Dimensions correspond to master data and are critical building blocks of any Data Warehousing Environment. Irrespective of the modelling approach adopted such as Star or Snowflake schema, dimension conformity is implemented in order to maintain Data Quality and ensure Data Consistency.

In simple terms, a conformed dimension is any dimension that is shared across multiple fact tables or subject areas. The diagram below shows a simple conceptual model of conformed dimension.

time_calMost frequently used example for conformed dimension is  “Time“. If looked closely, the time dimension is common for any type of analytical scenario and follows the standard attributes Year, Quarter, Month, Week, Day and Timestamp pattern. On a sidenote, here are some posts that highlight complexities within “Time” dimension i.e. Different Flavours and Cheatsheet.

locationThis same analogy can be extended to “Geography” dimension too to some extent. Characteristics of Geography data such as Continent, Country, State, Latitude and Longitude are common across organizations. Companies follow a different nomenclature of grouping that also vary vastly based on business needs. This trend is actually converging with map based analytics.

In today’s context, almost all DW / BI projects implement conformed dimensions. Most popular method used has the dimensional data populated in a single table and directly link with multiple facts as required. Other methods incorporate Views or Synonyms for conformed dimensions, which will have the same effect as a table. Choosing the database object is an architectural decision finalized during the blackboard phase of a project.

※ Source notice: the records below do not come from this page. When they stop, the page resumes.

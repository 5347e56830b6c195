//! Client for the hosted practice backend.
//!
//! Authentication lives elsewhere; this client only attaches the bearer token
//! it is given and relays the backend's status and message on failure.

use std::env;

use chrono::{DateTime, Utc};
use reqwest::Client;
use serde::Deserialize;
use serde_json::Value;
use tracing::{debug, info, warn};
use url::Url;

use gym_core::model::{
    ConfidenceRating, PracticeSession, QualityRating, QuestionId, SessionId, UserId,
};
use storage::repository::{PracticeSessionRepository, StorageError};

use crate::error::BackendError;

const DEFAULT_BASE_URL: &str = "https://dnate-backend.vercel.app/api";

#[derive(Clone, Debug)]
pub struct BackendConfig {
    pub base_url: Url,
    pub token: String,
}

impl BackendConfig {
    /// Build a config, validating the base URL.
    ///
    /// # Errors
    ///
    /// Returns `BackendError::InvalidUrl` if `base_url` does not parse.
    pub fn new(base_url: &str, token: impl Into<String>) -> Result<Self, BackendError> {
        // A trailing slash keeps `join` from dropping the last path segment.
        let normalized = format!("{}/", base_url.trim().trim_end_matches('/'));
        Ok(Self {
            base_url: Url::parse(&normalized)?,
            token: token.into(),
        })
    }

    /// Reads `GYM_API_TOKEN` and `GYM_API_BASE_URL`.
    ///
    /// Returns `Ok(None)` when no token is configured.
    ///
    /// # Errors
    ///
    /// Returns `BackendError::InvalidUrl` if the base URL does not parse.
    pub fn from_env() -> Result<Option<Self>, BackendError> {
        let Ok(token) = env::var("GYM_API_TOKEN") else {
            return Ok(None);
        };
        if token.trim().is_empty() {
            return Ok(None);
        }
        let base_url = env::var("GYM_API_BASE_URL").unwrap_or_else(|_| DEFAULT_BASE_URL.into());
        Self::new(&base_url, token).map(Some)
    }

    fn endpoint(&self, path: &str) -> Result<Url, BackendError> {
        Ok(self.base_url.join(path)?)
    }
}

#[derive(Clone)]
pub struct BackendClient {
    client: Client,
    config: Option<BackendConfig>,
}

impl BackendClient {
    #[must_use]
    pub fn new(config: Option<BackendConfig>) -> Self {
        Self {
            client: Client::new(),
            config,
        }
    }

    #[must_use]
    pub fn enabled(&self) -> bool {
        self.config.is_some()
    }

    /// Fetch the authenticated user's sessions.
    ///
    /// Records that cannot form a session are dropped and counted in
    /// `SessionBatch::malformed`; the rest of the batch is kept.
    ///
    /// # Errors
    ///
    /// Returns `BackendError::Disabled` without a config, `BackendError::Status`
    /// for non-success responses, or `BackendError::Http` on transport failures.
    pub async fn fetch_sessions(&self) -> Result<SessionBatch, BackendError> {
        let config = self.config.as_ref().ok_or(BackendError::Disabled)?;
        let url = config.endpoint("sessions")?;
        debug!(%url, "fetching sessions");

        let response = self
            .client
            .get(url)
            .bearer_auth(&config.token)
            .send()
            .await?;

        let status = response.status();
        if !status.is_success() {
            let body = response.text().await.unwrap_or_default();
            return Err(BackendError::Status {
                status,
                message: error_message(&body, status),
            });
        }

        let body: SessionsResponse = response.json().await?;
        Ok(decode_sessions(body.sessions))
    }
}

/// Sessions decoded from one backend response.
#[derive(Debug, Clone, Default, PartialEq)]
pub struct SessionBatch {
    pub sessions: Vec<PracticeSession>,
    pub malformed: usize,
}

/// Outcome of one `sync_sessions` run.
#[derive(Debug, Clone, Copy, Default, PartialEq, Eq)]
pub struct SyncReport {
    pub stored: usize,
    /// Sessions whose id already belongs to another local user.
    pub conflicts: usize,
    pub malformed: usize,
}

/// Pull sessions from the backend into a local repository.
///
/// A session whose id is owned by a different local user is skipped and
/// counted as a conflict. Upserts are idempotent, so a run that fails midway
/// can simply be repeated.
///
/// # Errors
///
/// Returns `BackendError` if fetching fails or the repository reports
/// anything other than an ownership conflict.
pub async fn sync_sessions(
    client: &BackendClient,
    sessions: &dyn PracticeSessionRepository,
) -> Result<SyncReport, BackendError> {
    let batch = client.fetch_sessions().await?;
    let mut report = SyncReport {
        malformed: batch.malformed,
        ..SyncReport::default()
    };

    for session in &batch.sessions {
        match sessions.upsert_session(session).await {
            Ok(()) => report.stored += 1,
            Err(StorageError::Conflict) => {
                warn!(session = %session.id(), user = %session.user_id(), "session id owned by another user");
                report.conflicts += 1;
            }
            Err(err) => return Err(err.into()),
        }
    }

    info!(
        stored = report.stored,
        conflicts = report.conflicts,
        malformed = report.malformed,
        "sessions synced from backend"
    );
    Ok(report)
}

fn error_message(body: &str, status: reqwest::StatusCode) -> String {
    serde_json::from_str::<ErrorBody>(body)
        .ok()
        .and_then(|b| b.message.or(b.error))
        .unwrap_or_else(|| format!("API Error: {}", status.as_u16()))
}

fn decode_sessions(records: Vec<Value>) -> SessionBatch {
    let mut batch = SessionBatch::default();
    for record in records {
        match serde_json::from_value::<SessionDto>(record) {
            Ok(dto) => match dto.into_session() {
                Some(session) => batch.sessions.push(session),
                None => batch.malformed += 1,
            },
            Err(err) => {
                warn!(%err, "skipping unreadable backend session");
                batch.malformed += 1;
            }
        }
    }
    batch
}

/// Reads an integer out of a loosely typed field; anything else is missing.
#[allow(clippy::cast_possible_truncation)]
fn loose_int(value: Option<&Value>) -> Option<i64> {
    match value? {
        Value::Number(n) => n
            .as_i64()
            .or_else(|| n.as_f64().filter(|f| f.fract() == 0.0).map(|f| f as i64)),
        Value::String(s) => s.trim().parse().ok(),
        _ => None,
    }
}

fn loose_timestamp(value: Option<&Value>) -> Option<DateTime<Utc>> {
    let raw = value?.as_str()?;
    DateTime::parse_from_rfc3339(raw)
        .ok()
        .map(|at| at.with_timezone(&Utc))
}

#[derive(Debug, Deserialize)]
struct ErrorBody {
    message: Option<String>,
    error: Option<String>,
}

#[derive(Debug, Deserialize)]
struct SessionsResponse {
    #[serde(default)]
    sessions: Vec<Value>,
}

#[derive(Debug, Deserialize)]
#[serde(rename_all = "camelCase")]
struct SessionDto {
    id: String,
    user_id: String,
    question_id: String,
    created_at: DateTime<Utc>,
    #[serde(default)]
    confidence_rating: Option<Value>,
    #[serde(default)]
    quality_rating: Option<Value>,
    #[serde(default)]
    notes: Option<Value>,
    #[serde(default)]
    duration: Option<Value>,
    #[serde(default)]
    completed_at: Option<Value>,
}

impl SessionDto {
    /// Ratings, durations and timestamps that do not fit degrade to
    /// "missing"; only records that cannot form a session are dropped.
    fn into_session(self) -> Option<PracticeSession> {
        let confidence = loose_int(self.confidence_rating.as_ref())
            .and_then(|v| u8::try_from(v).ok())
            .and_then(|v| ConfidenceRating::new(v).ok());
        let quality = loose_int(self.quality_rating.as_ref())
            .and_then(|v| u8::try_from(v).ok())
            .and_then(|v| QualityRating::new(v).ok());
        let duration_secs = loose_int(self.duration.as_ref())
            .and_then(|v| u32::try_from(v).ok())
            .unwrap_or(0);
        let notes = match self.notes {
            Some(Value::String(notes)) => Some(notes),
            _ => None,
        };
        let completed_at = loose_timestamp(self.completed_at.as_ref());

        match PracticeSession::from_persisted(
            SessionId::new(self.id.clone()),
            UserId::new(self.user_id),
            QuestionId::new(self.question_id),
            confidence,
            quality,
            notes,
            duration_secs,
            self.created_at,
            completed_at,
        ) {
            Ok(session) => Some(session),
            Err(err) => {
                warn!(session = %self.id, %err, "skipping backend session");
                None
            }
        }
    }
}

#[cfg(test)]
mod tests {
    use super::*;

    const PAYLOAD: &str = r#"{
        "sessions": [
            {
                "id": "session1",
                "userId": "user1",
                "questionId": "q1",
                "personaId": "persona1",
                "status": "completed",
                "confidenceRating": 4,
                "qualityRating": 4,
                "notes": "Good explanation of value proposition",
                "duration": 95,
                "createdAt": "2023-11-12T22:13:20.000Z",
                "completedAt": "2023-11-12T22:14:55.000Z"
            },
            {
                "id": "session2",
                "userId": "user1",
                "questionId": "q8",
                "confidenceRating": 9,
                "duration": -3,
                "createdAt": "2023-11-09T22:13:20.000Z"
            },
            {
                "id": "session3",
                "userId": "user1",
                "questionId": "q4",
                "confidenceRating": "4",
                "qualityRating": 2.0,
                "notes": 17,
                "duration": 95.5,
                "createdAt": "2023-11-10T22:13:20.000Z",
                "completedAt": "yesterday"
            },
            {
                "id": "broken",
                "userId": "user1",
                "questionId": "q2",
                "createdAt": "2023-11-09T22:13:20.000Z",
                "completedAt": "2023-11-08T22:13:20.000Z"
            },
            {
                "id": "undated",
                "userId": "user1",
                "questionId": "q2",
                "createdAt": "not a timestamp"
            }
        ]
    }"#;

    #[test]
    fn backend_payload_maps_to_sessions() {
        let body: SessionsResponse = serde_json::from_str(PAYLOAD).unwrap();
        let batch = decode_sessions(body.sessions);
        let sessions = &batch.sessions;

        assert_eq!(sessions.len(), 3);
        assert_eq!(batch.malformed, 2);
        let first = &sessions[0];
        assert_eq!(first.confidence_score(), 4);
        assert_eq!(first.duration_secs(), 95);
        assert!(first.is_completed());

        let second = &sessions[1];
        assert_eq!(second.confidence(), None);
        assert_eq!(second.duration_secs(), 0);
        assert!(!second.is_completed());
    }

    #[test]
    fn wrongly_typed_fields_count_as_missing() {
        let body: SessionsResponse = serde_json::from_str(PAYLOAD).unwrap();
        let batch = decode_sessions(body.sessions);
        let third = &batch.sessions[2];

        assert_eq!(third.id().as_str(), "session3");
        assert_eq!(third.confidence_score(), 4);
        assert_eq!(third.quality_score(), 2);
        assert_eq!(third.notes(), None);
        assert_eq!(third.duration_secs(), 0);
        assert!(!third.is_completed());
    }

    #[test]
    fn error_message_prefers_body_fields() {
        let status = reqwest::StatusCode::UNAUTHORIZED;
        assert_eq!(
            error_message(r#"{"error":"Not authenticated"}"#, status),
            "Not authenticated"
        );
        assert_eq!(
            error_message(r#"{"message":"Token expired","error":"x"}"#, status),
            "Token expired"
        );
        assert_eq!(error_message("<html>", status), "API Error: 401");
    }

    #[test]
    fn base_url_keeps_its_path() {
        let config = BackendConfig::new("https://example.test/api/", "t").unwrap();
        assert_eq!(
            config.endpoint("sessions").unwrap().as_str(),
            "https://example.test/api/sessions"
        );
        assert!(matches!(
            BackendConfig::new("not a url", "t"),
            Err(BackendError::InvalidUrl(_))
        ));
    }

    #[test]
    fn disabled_client_reports_it() {
        let client = BackendClient::new(None);
        assert!(!client.enabled());
    }
}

Advantages of conformed dimensions are as follows

  • One central location to update by ETL jobs. All business rules are incorporated into a single job that is easy to maintain and grow in future.
  • Easy to implement “Single Source of Truth” because the same copy of data is visible across organization
  • Less data footprint due to removal of unnecessary copies of the same data.
  • Implementing and Managing “Time travel” i.e. Slowly Changing Dimension is easy
  • Improved Data Consistency and Quality

Some complexities attached to conformed dimensions

  • Size grows in order to accommodate requirements from different subject areas. This can be seen as dimension tables with several additional columns used specifically for a single subject area.
  • Addition of new attributes or changes to logic has impact across multiple teams or subject areas. Time taken to implement changes are high.
  • Hierarchy re-organization is not easy to implement, which partially ties to the previous point.

MDM systems also play a major role in modelling approach that implements conformed dimensions. One main difference in a landscape with MDM systems is the role played by ETL tools are reduced to high degree in implementing conformity when compared to Non-MDM environment.

NOTE: In SAP BW, Reference Characteristic based info objects enable the same master data to be referred with different names e.g. CUSTOMER & DEBITOR, but essentially the base data is same irrespective of whichever object.